◆ TASK DESCRIPTION:
Go to the line containing "filename src/config.rs" in the records below and print it and every following line exactly, on through the line containing "const DEFAULT_SESSION_TTL: Duration", then stop.

◆ RECORDS FOR PROCESSING:
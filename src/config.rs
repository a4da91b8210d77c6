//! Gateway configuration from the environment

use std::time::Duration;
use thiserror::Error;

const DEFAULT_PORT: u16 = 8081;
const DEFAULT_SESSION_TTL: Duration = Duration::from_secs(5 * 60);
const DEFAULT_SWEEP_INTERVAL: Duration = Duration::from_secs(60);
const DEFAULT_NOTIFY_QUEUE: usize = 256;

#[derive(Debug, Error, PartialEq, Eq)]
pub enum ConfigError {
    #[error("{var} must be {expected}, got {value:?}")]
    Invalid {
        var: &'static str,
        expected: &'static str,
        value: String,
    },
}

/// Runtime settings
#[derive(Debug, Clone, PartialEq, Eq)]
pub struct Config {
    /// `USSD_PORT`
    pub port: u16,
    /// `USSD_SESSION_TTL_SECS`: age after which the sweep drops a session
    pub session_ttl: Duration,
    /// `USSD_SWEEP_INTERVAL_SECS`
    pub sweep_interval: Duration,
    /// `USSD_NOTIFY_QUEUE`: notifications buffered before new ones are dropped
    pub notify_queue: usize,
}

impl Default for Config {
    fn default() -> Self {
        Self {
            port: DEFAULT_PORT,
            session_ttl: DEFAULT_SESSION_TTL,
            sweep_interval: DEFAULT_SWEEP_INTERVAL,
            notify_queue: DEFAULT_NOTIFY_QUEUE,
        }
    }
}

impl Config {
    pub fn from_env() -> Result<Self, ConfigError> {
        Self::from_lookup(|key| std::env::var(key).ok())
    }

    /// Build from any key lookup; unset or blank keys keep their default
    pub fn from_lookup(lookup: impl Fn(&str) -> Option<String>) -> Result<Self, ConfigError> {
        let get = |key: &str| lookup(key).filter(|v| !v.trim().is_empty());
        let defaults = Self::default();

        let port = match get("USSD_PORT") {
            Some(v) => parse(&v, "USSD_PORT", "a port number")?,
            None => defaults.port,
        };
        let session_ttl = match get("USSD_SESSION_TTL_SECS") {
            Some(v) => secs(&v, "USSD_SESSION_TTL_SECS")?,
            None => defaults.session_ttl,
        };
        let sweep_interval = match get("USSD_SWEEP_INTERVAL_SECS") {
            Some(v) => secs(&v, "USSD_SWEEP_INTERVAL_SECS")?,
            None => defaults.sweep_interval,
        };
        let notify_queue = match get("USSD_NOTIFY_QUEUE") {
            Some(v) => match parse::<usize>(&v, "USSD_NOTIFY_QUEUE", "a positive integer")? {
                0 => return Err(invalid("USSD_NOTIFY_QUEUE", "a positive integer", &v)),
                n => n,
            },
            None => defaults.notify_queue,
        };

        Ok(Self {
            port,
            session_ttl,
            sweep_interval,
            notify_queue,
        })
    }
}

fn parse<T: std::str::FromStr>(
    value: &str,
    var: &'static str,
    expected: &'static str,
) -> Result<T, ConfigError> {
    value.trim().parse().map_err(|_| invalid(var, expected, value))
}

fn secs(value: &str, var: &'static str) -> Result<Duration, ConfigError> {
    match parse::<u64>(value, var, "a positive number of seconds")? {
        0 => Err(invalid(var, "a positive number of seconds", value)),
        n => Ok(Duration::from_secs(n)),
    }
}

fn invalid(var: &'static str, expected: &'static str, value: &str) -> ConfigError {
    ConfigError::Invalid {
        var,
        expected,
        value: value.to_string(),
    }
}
...
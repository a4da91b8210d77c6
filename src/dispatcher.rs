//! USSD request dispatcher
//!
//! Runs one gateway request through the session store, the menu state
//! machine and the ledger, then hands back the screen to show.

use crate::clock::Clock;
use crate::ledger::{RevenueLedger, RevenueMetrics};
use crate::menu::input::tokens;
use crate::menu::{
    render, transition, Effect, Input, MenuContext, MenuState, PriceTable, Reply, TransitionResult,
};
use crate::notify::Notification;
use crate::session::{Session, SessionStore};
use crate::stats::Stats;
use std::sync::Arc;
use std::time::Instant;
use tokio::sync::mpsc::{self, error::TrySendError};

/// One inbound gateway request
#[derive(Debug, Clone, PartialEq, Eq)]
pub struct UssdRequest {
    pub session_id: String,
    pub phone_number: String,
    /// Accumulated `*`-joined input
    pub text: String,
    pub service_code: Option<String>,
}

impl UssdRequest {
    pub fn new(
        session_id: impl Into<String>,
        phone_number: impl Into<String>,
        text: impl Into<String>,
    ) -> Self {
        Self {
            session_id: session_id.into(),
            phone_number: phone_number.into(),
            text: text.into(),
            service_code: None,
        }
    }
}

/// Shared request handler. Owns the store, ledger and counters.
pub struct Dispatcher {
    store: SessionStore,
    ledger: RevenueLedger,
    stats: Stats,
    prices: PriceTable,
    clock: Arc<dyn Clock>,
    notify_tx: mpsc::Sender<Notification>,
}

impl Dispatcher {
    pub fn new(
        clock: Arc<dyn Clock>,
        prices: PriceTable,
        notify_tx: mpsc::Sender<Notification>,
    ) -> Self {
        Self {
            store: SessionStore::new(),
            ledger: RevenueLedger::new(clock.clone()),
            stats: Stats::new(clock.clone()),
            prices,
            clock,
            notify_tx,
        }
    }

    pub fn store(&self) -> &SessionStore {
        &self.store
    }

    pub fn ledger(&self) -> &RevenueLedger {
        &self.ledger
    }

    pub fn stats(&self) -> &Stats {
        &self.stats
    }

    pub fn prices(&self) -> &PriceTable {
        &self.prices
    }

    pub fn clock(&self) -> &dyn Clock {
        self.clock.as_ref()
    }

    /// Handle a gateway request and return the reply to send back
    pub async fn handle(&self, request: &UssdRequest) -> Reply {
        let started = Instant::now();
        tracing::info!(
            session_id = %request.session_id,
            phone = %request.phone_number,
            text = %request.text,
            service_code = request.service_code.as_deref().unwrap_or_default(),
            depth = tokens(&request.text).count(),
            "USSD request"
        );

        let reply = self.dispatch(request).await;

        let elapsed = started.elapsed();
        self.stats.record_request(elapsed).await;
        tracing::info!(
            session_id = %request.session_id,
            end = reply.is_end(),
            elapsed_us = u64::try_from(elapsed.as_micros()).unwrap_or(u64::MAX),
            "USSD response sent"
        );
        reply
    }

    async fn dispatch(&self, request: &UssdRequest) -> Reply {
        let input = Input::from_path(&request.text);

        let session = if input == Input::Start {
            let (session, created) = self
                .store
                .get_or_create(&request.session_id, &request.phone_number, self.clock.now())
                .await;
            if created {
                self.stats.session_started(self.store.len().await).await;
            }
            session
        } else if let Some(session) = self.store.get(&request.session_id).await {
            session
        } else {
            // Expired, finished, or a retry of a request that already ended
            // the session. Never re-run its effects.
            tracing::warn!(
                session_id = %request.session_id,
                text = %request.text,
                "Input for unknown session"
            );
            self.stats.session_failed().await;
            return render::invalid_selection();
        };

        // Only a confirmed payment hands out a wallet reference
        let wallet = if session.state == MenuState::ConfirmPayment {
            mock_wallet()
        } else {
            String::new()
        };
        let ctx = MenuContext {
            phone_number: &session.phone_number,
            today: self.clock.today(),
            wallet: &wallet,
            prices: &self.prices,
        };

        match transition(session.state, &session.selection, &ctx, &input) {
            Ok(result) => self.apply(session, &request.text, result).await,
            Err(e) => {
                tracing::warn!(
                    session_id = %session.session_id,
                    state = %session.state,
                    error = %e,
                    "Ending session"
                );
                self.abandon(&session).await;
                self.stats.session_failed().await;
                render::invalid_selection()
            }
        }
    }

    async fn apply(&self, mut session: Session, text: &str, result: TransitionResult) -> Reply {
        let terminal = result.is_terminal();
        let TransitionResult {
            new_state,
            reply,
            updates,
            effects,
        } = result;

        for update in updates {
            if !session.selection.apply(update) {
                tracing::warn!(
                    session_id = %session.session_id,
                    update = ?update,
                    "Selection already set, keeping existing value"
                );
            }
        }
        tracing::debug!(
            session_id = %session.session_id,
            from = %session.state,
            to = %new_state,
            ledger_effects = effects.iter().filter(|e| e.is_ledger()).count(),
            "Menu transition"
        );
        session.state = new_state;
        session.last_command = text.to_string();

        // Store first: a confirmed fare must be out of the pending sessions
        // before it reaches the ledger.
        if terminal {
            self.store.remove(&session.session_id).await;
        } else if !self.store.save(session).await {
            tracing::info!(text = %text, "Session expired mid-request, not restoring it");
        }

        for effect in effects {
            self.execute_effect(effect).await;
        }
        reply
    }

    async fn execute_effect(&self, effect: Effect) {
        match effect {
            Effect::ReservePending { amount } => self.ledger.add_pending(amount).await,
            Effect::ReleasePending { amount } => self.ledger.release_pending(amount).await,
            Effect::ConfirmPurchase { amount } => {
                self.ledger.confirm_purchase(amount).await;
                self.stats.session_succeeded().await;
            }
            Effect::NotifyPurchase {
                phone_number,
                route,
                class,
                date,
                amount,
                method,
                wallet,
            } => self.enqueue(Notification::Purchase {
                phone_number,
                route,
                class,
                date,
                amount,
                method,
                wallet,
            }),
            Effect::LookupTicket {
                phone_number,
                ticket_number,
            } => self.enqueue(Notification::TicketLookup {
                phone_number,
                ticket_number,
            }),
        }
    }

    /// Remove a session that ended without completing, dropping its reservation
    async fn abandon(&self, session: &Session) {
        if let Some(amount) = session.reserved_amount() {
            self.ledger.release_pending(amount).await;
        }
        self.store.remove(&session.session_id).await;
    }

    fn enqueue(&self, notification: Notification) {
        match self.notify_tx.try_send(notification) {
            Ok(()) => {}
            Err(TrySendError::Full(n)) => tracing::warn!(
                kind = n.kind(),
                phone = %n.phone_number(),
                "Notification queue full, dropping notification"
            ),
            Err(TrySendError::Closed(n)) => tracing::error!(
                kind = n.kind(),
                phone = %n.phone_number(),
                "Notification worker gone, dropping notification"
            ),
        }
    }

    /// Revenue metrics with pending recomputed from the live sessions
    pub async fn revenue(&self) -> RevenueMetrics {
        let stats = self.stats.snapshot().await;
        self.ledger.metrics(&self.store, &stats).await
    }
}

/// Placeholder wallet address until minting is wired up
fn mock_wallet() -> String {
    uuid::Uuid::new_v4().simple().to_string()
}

◆ ANSWER FOR THIS EXERCISE:
filename src/config.rs
repository a4da91b8210d77c6
//! Gateway configuration from the environment

use std::time::Duration;
use thiserror::Error;

const DEFAULT_PORT: u16 = 8081;
const DEFAULT_SESSION_TTL: Duration = Duration::from_secs(5 * 60);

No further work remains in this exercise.